Collected data entries
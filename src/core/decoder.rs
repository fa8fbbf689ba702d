//! # Attribute Decoder
//!
//! Decodes attribute values from the SPP binary wire profile, mirroring
//! [`AttributeEncoder`](crate::core::AttributeEncoder).
//!
//! A decode either returns a complete value or an error; it never hands back a
//! partially populated value. Unsigned 64-bit values are rebuilt as `u64`, so
//! the high bit is never read as a sign.

use std::io::Read;
use std::iter::FusedIterator;

use crate::core::attribute::{
    Attribute, AttributeKind, Blob, Duration, FineTime, Identifier, Time, Uri,
};
use crate::core::cursor::{ByteCursor, ByteSource, SliceSource, StreamSource};
use crate::core::profile::WireProfile;
use crate::error::{ProtocolError, Result};

/// Decoder for one wire profile, reading from a [`ByteCursor`].
#[derive(Debug)]
pub struct AttributeDecoder<S> {
    cursor: ByteCursor<S>,
    profile: WireProfile,
}

impl<'a> AttributeDecoder<SliceSource<'a>> {
    pub fn from_slice(data: &'a [u8], profile: WireProfile) -> Self {
        Self::new(SliceSource::new(data), profile)
    }

    /// Start decoding at `offset`, e.g. just past an already parsed header.
    pub fn with_offset(data: &'a [u8], offset: usize, profile: WireProfile) -> Self {
        Self::new(SliceSource::with_offset(data, offset), profile)
    }
}

impl<R: Read> AttributeDecoder<StreamSource<R>> {
    pub fn from_reader(reader: R, profile: WireProfile) -> Self {
        Self::new(StreamSource::new(reader), profile)
    }
}

impl<S: ByteSource> AttributeDecoder<S> {
    pub fn new(source: S, profile: WireProfile) -> Self {
        Self {
            cursor: ByteCursor::new(source, profile.length_field),
            profile,
        }
    }

    pub fn profile(&self) -> WireProfile {
        self.profile
    }

    /// Direct access for fields this decoder has no dedicated rule for.
    pub fn cursor(&mut self) -> &mut ByteCursor<S> {
        &mut self.cursor
    }

    pub fn position(&self) -> usize {
        self.cursor.position()
    }

    pub fn remaining(&self) -> Option<usize> {
        self.cursor.remaining()
    }

    pub fn decode_boolean(&mut self) -> Result<bool> {
        self.cursor.read_bool()
    }

    pub fn decode_octet(&mut self) -> Result<i8> {
        self.cursor.read_i8()
    }

    pub fn decode_uoctet(&mut self) -> Result<u8> {
        self.cursor.read_u8()
    }

    pub fn decode_short(&mut self) -> Result<i16> {
        self.cursor.read_i16()
    }

    pub fn decode_ushort(&mut self) -> Result<u16> {
        self.cursor.read_u16()
    }

    pub fn decode_integer(&mut self) -> Result<i32> {
        self.cursor.read_i32()
    }

    pub fn decode_uinteger(&mut self) -> Result<u32> {
        self.cursor.read_u32()
    }

    pub fn decode_long(&mut self) -> Result<i64> {
        self.cursor.read_i64()
    }

    pub fn decode_ulong(&mut self) -> Result<u64> {
        self.cursor.read_u64()
    }

    pub fn decode_float(&mut self) -> Result<f32> {
        self.cursor.read_f32()
    }

    pub fn decode_double(&mut self) -> Result<f64> {
        self.cursor.read_f64()
    }

    /// The `-1` size sentinel yields a blob without a value.
    pub fn decode_blob(&mut self) -> Result<Blob> {
        self.cursor.read_sized_bytes().map(Blob::from)
    }

    pub fn decode_string(&mut self) -> Result<String> {
        self.cursor
            .read_string()?
            .ok_or(ProtocolError::UnexpectedNull("String"))
    }

    pub fn decode_identifier(&mut self) -> Result<Identifier> {
        self.cursor
            .read_string()?
            .map(Identifier::from)
            .ok_or(ProtocolError::UnexpectedNull("Identifier"))
    }

    pub fn decode_uri(&mut self) -> Result<Uri> {
        self.cursor
            .read_string()?
            .map(Uri::from)
            .ok_or(ProtocolError::UnexpectedNull("URI"))
    }

    pub fn decode_time(&mut self) -> Result<Time> {
        self.read_seconds_millis().map(Time::from_millis)
    }

    pub fn decode_fine_time(&mut self) -> Result<FineTime> {
        self.read_seconds_millis().map(FineTime::from_millis)
    }

    pub fn decode_duration(&mut self) -> Result<Duration> {
        self.read_seconds_millis().map(Duration::from_millis)
    }

    // 4-byte signed seconds, then a 3-byte signed millisecond count.
    fn read_seconds_millis(&mut self) -> Result<i64> {
        let seconds = self.cursor.read_i32()?;
        let [b0, b1, b2] = self.cursor.read_array::<3>()?;
        let sign = if b0 & 0x80 != 0 { 0xFF } else { 0x00 };
        let millis = i32::from_be_bytes([sign, b0, b1, b2]);
        Ok(i64::from(seconds) * 1000 + i64::from(millis))
    }

    /// Read the flag byte, then the ordinary encoding when it is nonzero.
    pub fn decode_nullable<T, F>(&mut self, decode: F) -> Result<Option<T>>
    where
        F: FnOnce(&mut Self) -> Result<T>,
    {
        if self.cursor.read_bool()? {
            decode(self).map(Some)
        } else {
            Ok(None)
        }
    }

    pub fn decode_nullable_boolean(&mut self) -> Result<Option<bool>> {
        self.decode_nullable(Self::decode_boolean)
    }

    pub fn decode_nullable_ulong(&mut self) -> Result<Option<u64>> {
        self.decode_nullable(Self::decode_ulong)
    }

    pub fn decode_nullable_time(&mut self) -> Result<Option<Time>> {
        self.decode_nullable(Self::decode_time)
    }

    pub fn decode_nullable_fine_time(&mut self) -> Result<Option<FineTime>> {
        self.decode_nullable(Self::decode_fine_time)
    }

    pub fn decode_nullable_duration(&mut self) -> Result<Option<Duration>> {
        self.decode_nullable(Self::decode_duration)
    }

    pub fn decode_nullable_blob(&mut self) -> Result<Option<Blob>> {
        self.decode_nullable(Self::decode_blob)
    }

    pub fn decode_nullable_string(&mut self) -> Result<Option<String>> {
        self.decode_nullable(Self::decode_string)
    }

    pub fn decode_nullable_identifier(&mut self) -> Result<Option<Identifier>> {
        self.decode_nullable(Self::decode_identifier)
    }

    pub fn decode_nullable_uri(&mut self) -> Result<Option<Uri>> {
        self.decode_nullable(Self::decode_uri)
    }

    /// Read one tag byte and undo the profile's tag offset.
    pub fn decode_attribute_kind(&mut self) -> Result<AttributeKind> {
        let tag = i16::from(self.cursor.read_u8()?) - self.profile.attribute_tag_offset;
        AttributeKind::from_short_form(tag).ok_or(ProtocolError::UnknownAttributeTag(tag))
    }

    pub fn decode_attribute(&mut self) -> Result<Attribute> {
        let value = match self.decode_attribute_kind()? {
            AttributeKind::Blob => Attribute::Blob(self.decode_blob()?),
            AttributeKind::Boolean => Attribute::Boolean(self.decode_boolean()?),
            AttributeKind::Duration => Attribute::Duration(self.decode_duration()?),
            AttributeKind::Float => Attribute::Float(self.decode_float()?),
            AttributeKind::Double => Attribute::Double(self.decode_double()?),
            AttributeKind::Identifier => Attribute::Identifier(self.decode_identifier()?),
            AttributeKind::Octet => Attribute::Octet(self.decode_octet()?),
            AttributeKind::UOctet => Attribute::UOctet(self.decode_uoctet()?),
            AttributeKind::Short => Attribute::Short(self.decode_short()?),
            AttributeKind::UShort => Attribute::UShort(self.decode_ushort()?),
            AttributeKind::Integer => Attribute::Integer(self.decode_integer()?),
            AttributeKind::UInteger => Attribute::UInteger(self.decode_uinteger()?),
            AttributeKind::Long => Attribute::Long(self.decode_long()?),
            AttributeKind::ULong => Attribute::ULong(self.decode_ulong()?),
            AttributeKind::String => Attribute::String(self.decode_string()?),
            AttributeKind::Time => Attribute::Time(self.decode_time()?),
            AttributeKind::FineTime => Attribute::FineTime(self.decode_fine_time()?),
            AttributeKind::Uri => Attribute::Uri(self.decode_uri()?),
        };
        Ok(value)
    }

    pub fn decode_nullable_attribute(&mut self) -> Result<Option<Attribute>> {
        self.decode_nullable(Self::decode_attribute)
    }

    /// Read the count prefix and return an iterator yielding exactly that many
    /// elements, each decoded with `element`.
    ///
    /// For in-memory sources a count larger than the bytes left is rejected up
    /// front, since every element takes at least one byte.
    pub fn create_list_decoder<T, F>(&mut self, element: F) -> Result<ListDecoder<'_, S, F>>
    where
        F: FnMut(&mut Self) -> Result<T>,
    {
        let count = self.cursor.read_count()?;
        if let Some(available) = self.cursor.remaining() {
            if count > available {
                return Err(ProtocolError::truncated(count, available));
            }
        }
        Ok(ListDecoder {
            decoder: self,
            declared: count,
            remaining: count,
            element,
        })
    }

    pub fn decode_list<T, F>(&mut self, element: F) -> Result<Vec<T>>
    where
        F: FnMut(&mut Self) -> Result<T>,
    {
        self.create_list_decoder(element)?.collect()
    }
}

/// Finite, single-pass iterator over list elements.
///
/// Stops after the declared count, or right after the first failed element.
pub struct ListDecoder<'a, S, F> {
    decoder: &'a mut AttributeDecoder<S>,
    declared: usize,
    remaining: usize,
    element: F,
}

impl<S: std::fmt::Debug, F> std::fmt::Debug for ListDecoder<'_, S, F> {
    fn fmt(&self, f: &mut std::fmt::Formatter<'_>) -> std::fmt::Result {
        f.debug_struct("ListDecoder")
            .field("decoder", &self.decoder)
            .field("declared", &self.declared)
            .field("remaining", &self.remaining)
            .finish_non_exhaustive()
    }
}

impl<S, F> ListDecoder<'_, S, F> {
    /// Element count read from the wire.
    pub fn declared_len(&self) -> usize {
        self.declared
    }

    pub fn remaining(&self) -> usize {
        self.remaining
    }
}

impl<S, T, F> Iterator for ListDecoder<'_, S, F>
where
    S: ByteSource,
    F: FnMut(&mut AttributeDecoder<S>) -> Result<T>,
{
    type Item = Result<T>;

    fn next(&mut self) -> Option<Self::Item> {
        if self.remaining == 0 {
            return None;
        }
        self.remaining -= 1;
        let item = (self.element)(&mut *self.decoder);
        if item.is_err() {
            self.remaining = 0;
        }
        Some(item)
    }

    fn size_hint(&self) -> (usize, Option<usize>) {
        (0, Some(self.remaining))
    }
}

impl<S, T, F> FusedIterator for ListDecoder<'_, S, F>
where
    S: ByteSource,
    F: FnMut(&mut AttributeDecoder<S>) -> Result<T>,
{
}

» **Work order**
Your answer must be every line from the entries that contains the string "ProtocolError", copied as it stands.

» **Answer for the task**
use crate::error::{ProtocolError, Result};
            .ok_or(ProtocolError::UnexpectedNull("String"))
            .ok_or(ProtocolError::UnexpectedNull("Identifier"))
            .ok_or(ProtocolError::UnexpectedNull("URI"))
        AttributeKind::from_short_form(tag).ok_or(ProtocolError::UnknownAttributeTag(tag))
                return Err(ProtocolError::truncated(count, available));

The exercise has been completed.